Much of this article stuck out as spot-on in my mind, and I suspect that I could respond in-kind to almost every thought/paragraph, but since I don’t have the kind of time (Yom Kippur starting soon and all) and you don’t have the time or inclination to read/respond/read/respond, I’ll save us and your readers all the trouble and just pick one that I think is particularly relevant to the topic at-hand.

“That kind of view says to me that most senior journalists still don’t appreciate the real value being added by the blogosphere — and nor do they appreciate just how much original reporting is done by blogs and other online outlets these days. You can’t become popular just by linking and aggregating, any more: you need good original content.”

Many journalist (and quasi-blogger-journalist hybrid) friends of mine will undoubtedly be less-than-thrilled with me for saying this (ad nauseum), but while I think that point is absolutely true, I don’t think you’ve gone far enough.

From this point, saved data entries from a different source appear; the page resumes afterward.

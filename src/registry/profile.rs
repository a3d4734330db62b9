//! NF profile construction.

use thiserror::Error;

use crate::config::NfConfig;
use crate::models::nrf::{AmfInfo, IpEndPoint, NfProfile, NfService, NfServiceVersion};
use crate::models::{AmfId, Snssai};
use crate::services::enabled_services;

#[derive(Debug, Error, PartialEq, Eq)]
pub enum ProfileError {
    /// A field the registry requires is absent from the configuration.
    #[error("missing required field '{0}'")]
    MissingField(&'static str),
    #[error("malformed AMF id '{0}'")]
    InvalidAmfId(String),
}

/// Build this NF's profile. Pure: reads only `config`.
pub fn build_profile(config: &NfConfig, nf_id: &str) -> Result<NfProfile, ProfileError> {
    let configuration = &config.configuration;
    let sbi = &configuration.sbi;

    let first_guami = configuration
        .served_guami_list
        .first()
        .ok_or(ProfileError::MissingField("servedGuamiList"))?;
    let register_ip = sbi
        .register_ipv4
        .as_deref()
        .filter(|ip| !ip.is_empty())
        .ok_or(ProfileError::MissingField("sbi.registerIPv4"))?;
    let amf_id = AmfId::parse(&first_guami.amf_id).ok_or_else(|| ProfileError::InvalidAmfId(first_guami.amf_id.clone()))?;

    let mut s_nssais: Vec<Snssai> = Vec::new();
    for snssai in configuration.plmn_support_list.iter().flat_map(|item| &item.snssai_list) {
        if !s_nssais.contains(snssai) {
            s_nssais.push(snssai.clone());
        }
    }

    let api_prefix = format!("{}://{}:{}", sbi.scheme, register_ip, sbi.port);
    let nf_services = enabled_services(&configuration.service_name_list)
        .into_iter()
        .enumerate()
        .map(|(index, service)| NfService {
            service_instance_id: index.to_string(),
            service_name: service.as_str().to_string(),
            versions: vec![NfServiceVersion {
                api_version_in_uri: "v1".to_string(),
                api_full_version: "1.0.0".to_string(),
            }],
            scheme: sbi.scheme.clone(),
            nf_service_status: "REGISTERED".to_string(),
            ip_end_points: vec![IpEndPoint {
                ipv4_address: register_ip.to_string(),
                transport: "TCP".to_string(),
                port: sbi.port,
            }],
            api_prefix: Some(api_prefix.clone()),
        })
        .collect();

    Ok(NfProfile {
        nf_instance_id: nf_id.to_string(),
        nf_type: "AMF".to_string(),
        nf_status: "REGISTERED".to_string(),
        plmn_list: configuration.plmn_support_list.iter().map(|item| item.plmn_id.clone()).collect(),
        s_nssais,
        ipv4_addresses: vec![register_ip.to_string()],
        amf_info: Some(AmfInfo {
            amf_set_id: amf_id.set_hex(),
            amf_region_id: amf_id.region_hex(),
            guami_list: configuration.served_guami_list.clone(),
            tai_list: configuration.support_tai_list.clone(),
        }),
        nf_services,
    })
}

#[cfg(test)]
mod tests {
    use super::*;
    use crate::models::{Guami, PlmnId, PlmnSupportItem};

    fn config() -> NfConfig {
        let mut config = NfConfig::default();
        let configuration = &mut config.configuration;
        configuration.sbi.register_ipv4 = Some("127.0.0.18".into());
        configuration.sbi.port = 8000;
        configuration.service_name_list = vec!["namf-comm".into(), "bogus".into(), "namf-mt".into()];
        configuration.served_guami_list = vec![Guami {
            plmn_id: PlmnId::new("208", "93"),
            amf_id: "cafe00".into(),
        }];
        let slice = Snssai { sst: 1, sd: Some("010203".into()) };
        configuration.plmn_support_list = vec![
            PlmnSupportItem { plmn_id: PlmnId::new("208", "93"), snssai_list: vec![slice.clone()] },
            PlmnSupportItem { plmn_id: PlmnId::new("208", "95"), snssai_list: vec![slice] },
        ];
        config
    }

    #[test]
    fn builds_amf_profile() {
        let profile = build_profile(&config(), "nf-1").unwrap();
        assert_eq!(profile.nf_instance_id, "nf-1");
        assert_eq!(profile.nf_type, "AMF");
        assert_eq!(profile.plmn_list.len(), 2);
        assert_eq!(profile.s_nssais.len(), 1);

        let amf_info = profile.amf_info.unwrap();
        assert_eq!(amf_info.amf_region_id, "ca");
        assert_eq!(amf_info.amf_set_id, "3f8");

        let names: Vec<_> = profile.nf_services.iter().map(|s| s.service_name.as_str()).collect();
        assert_eq!(names, vec!["namf-comm", "namf-mt"]);
        assert_eq!(profile.nf_services[1].api_prefix.as_deref(), Some("http://127.0.0.18:8000"));
    }

    #[test]
    fn serializes_registry_field_names() {
        let json = serde_json::to_value(build_profile(&config(), "nf-1").unwrap()).unwrap();
        assert_eq!(json["nfInstanceId"], "nf-1");
        assert_eq!(json["sNssais"][0]["sst"], 1);
        assert_eq!(json["amfInfo"]["guamiList"][0]["amfId"], "cafe00");
        assert_eq!(json["nfServices"][0]["ipEndPoints"][0]["ipv4Address"], "127.0.0.18");
    }

    #[test]
    fn missing_identity_fields_fail() {
        let mut no_guami = config();
        no_guami.configuration.served_guami_list.clear();
        assert_eq!(build_profile(&no_guami, "x").unwrap_err(), ProfileError::MissingField("servedGuamiList"));

        let mut no_address = config();
        no_address.configuration.sbi.register_ipv4 = None;
        assert_eq!(build_profile(&no_address, "x").unwrap_err(), ProfileError::MissingField("sbi.registerIPv4"));
    }
}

The big journalism (or “journalism,” since I wouldn’t insult the profession by calling most of the drivel in most papers/websites real Journalism) outlets are so far out of it, still, its unbelievable. Its 2010! Even giving such outlets the benefit of the doubt that the blogosphere didn’t explode until say 2006, there’s no excuse to still be so far behind the curve. Not pride. Not hubris. No.excuse.

Step 1 is admitting you have a problem (I’m told), and the Old Guard (and to a lesser extent) of leaders at these media outlets need to man up already and get with the program. As you say, every outlet in the country doesn’t need to send a reporter to every damn event. Syndicate AP/whatever and focus on core competencies/areas with comparative advantage/etc. Hell, start staffing people to curate instead of re-hash commoditized information and syndicate the best of what’s out there, whether from a blog or traditional media outlet or wire service.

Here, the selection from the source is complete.